[[ Given data, beginning ]]

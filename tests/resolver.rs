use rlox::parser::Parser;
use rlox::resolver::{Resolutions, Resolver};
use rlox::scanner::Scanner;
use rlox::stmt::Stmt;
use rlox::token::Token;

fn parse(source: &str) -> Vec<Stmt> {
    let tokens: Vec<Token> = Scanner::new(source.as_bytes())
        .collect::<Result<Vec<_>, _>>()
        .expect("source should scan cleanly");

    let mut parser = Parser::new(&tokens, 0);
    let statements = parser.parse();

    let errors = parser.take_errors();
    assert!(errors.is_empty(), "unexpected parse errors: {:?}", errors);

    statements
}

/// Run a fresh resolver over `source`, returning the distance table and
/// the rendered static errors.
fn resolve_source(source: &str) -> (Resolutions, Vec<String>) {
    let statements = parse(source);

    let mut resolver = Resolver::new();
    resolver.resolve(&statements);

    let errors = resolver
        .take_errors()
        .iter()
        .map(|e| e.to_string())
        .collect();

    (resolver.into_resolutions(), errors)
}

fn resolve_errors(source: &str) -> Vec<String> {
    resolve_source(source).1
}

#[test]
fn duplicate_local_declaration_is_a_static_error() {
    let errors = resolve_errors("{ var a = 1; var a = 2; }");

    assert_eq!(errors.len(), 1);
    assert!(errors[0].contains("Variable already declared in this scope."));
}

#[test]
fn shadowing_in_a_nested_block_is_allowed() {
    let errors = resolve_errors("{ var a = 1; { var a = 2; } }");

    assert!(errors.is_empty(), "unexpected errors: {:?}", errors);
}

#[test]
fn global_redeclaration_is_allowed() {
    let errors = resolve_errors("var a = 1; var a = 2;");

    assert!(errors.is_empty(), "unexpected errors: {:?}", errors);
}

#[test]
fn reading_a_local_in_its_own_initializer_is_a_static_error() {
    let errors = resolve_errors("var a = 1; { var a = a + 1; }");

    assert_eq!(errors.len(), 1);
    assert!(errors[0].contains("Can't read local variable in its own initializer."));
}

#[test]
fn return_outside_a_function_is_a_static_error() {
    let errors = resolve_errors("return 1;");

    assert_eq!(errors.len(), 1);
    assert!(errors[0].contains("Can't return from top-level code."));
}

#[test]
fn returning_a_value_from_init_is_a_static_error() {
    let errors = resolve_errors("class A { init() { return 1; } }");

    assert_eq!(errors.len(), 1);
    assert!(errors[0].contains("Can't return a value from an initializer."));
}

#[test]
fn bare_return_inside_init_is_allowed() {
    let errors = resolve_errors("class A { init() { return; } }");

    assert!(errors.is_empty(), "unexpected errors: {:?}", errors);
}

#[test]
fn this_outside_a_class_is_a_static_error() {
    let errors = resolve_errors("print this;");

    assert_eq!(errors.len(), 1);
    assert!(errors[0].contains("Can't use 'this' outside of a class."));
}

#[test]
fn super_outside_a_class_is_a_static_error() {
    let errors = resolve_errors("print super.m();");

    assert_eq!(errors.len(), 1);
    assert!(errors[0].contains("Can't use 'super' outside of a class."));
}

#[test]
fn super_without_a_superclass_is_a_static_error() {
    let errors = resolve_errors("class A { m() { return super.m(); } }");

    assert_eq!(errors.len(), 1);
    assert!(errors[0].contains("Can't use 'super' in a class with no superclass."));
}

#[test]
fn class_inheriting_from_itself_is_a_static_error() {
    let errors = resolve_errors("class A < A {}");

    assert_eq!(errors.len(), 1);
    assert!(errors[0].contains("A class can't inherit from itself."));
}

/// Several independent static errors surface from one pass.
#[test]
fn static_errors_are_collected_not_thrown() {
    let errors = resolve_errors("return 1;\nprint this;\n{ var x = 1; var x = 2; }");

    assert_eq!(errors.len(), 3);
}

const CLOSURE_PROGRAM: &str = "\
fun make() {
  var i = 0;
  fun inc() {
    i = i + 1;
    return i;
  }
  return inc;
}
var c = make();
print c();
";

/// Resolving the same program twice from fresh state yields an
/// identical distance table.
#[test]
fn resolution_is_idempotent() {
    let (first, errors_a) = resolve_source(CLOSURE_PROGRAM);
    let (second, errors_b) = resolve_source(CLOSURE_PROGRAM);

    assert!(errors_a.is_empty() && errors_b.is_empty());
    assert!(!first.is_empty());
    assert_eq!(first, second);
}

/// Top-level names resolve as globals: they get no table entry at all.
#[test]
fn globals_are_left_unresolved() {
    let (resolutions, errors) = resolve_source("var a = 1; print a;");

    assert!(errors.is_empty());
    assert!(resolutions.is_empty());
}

[[ Given data, end ]]

* **What needs to be done**
Give the number of lines that hold the word "contains" in these records, with nothing added.

* **Expected answer**
8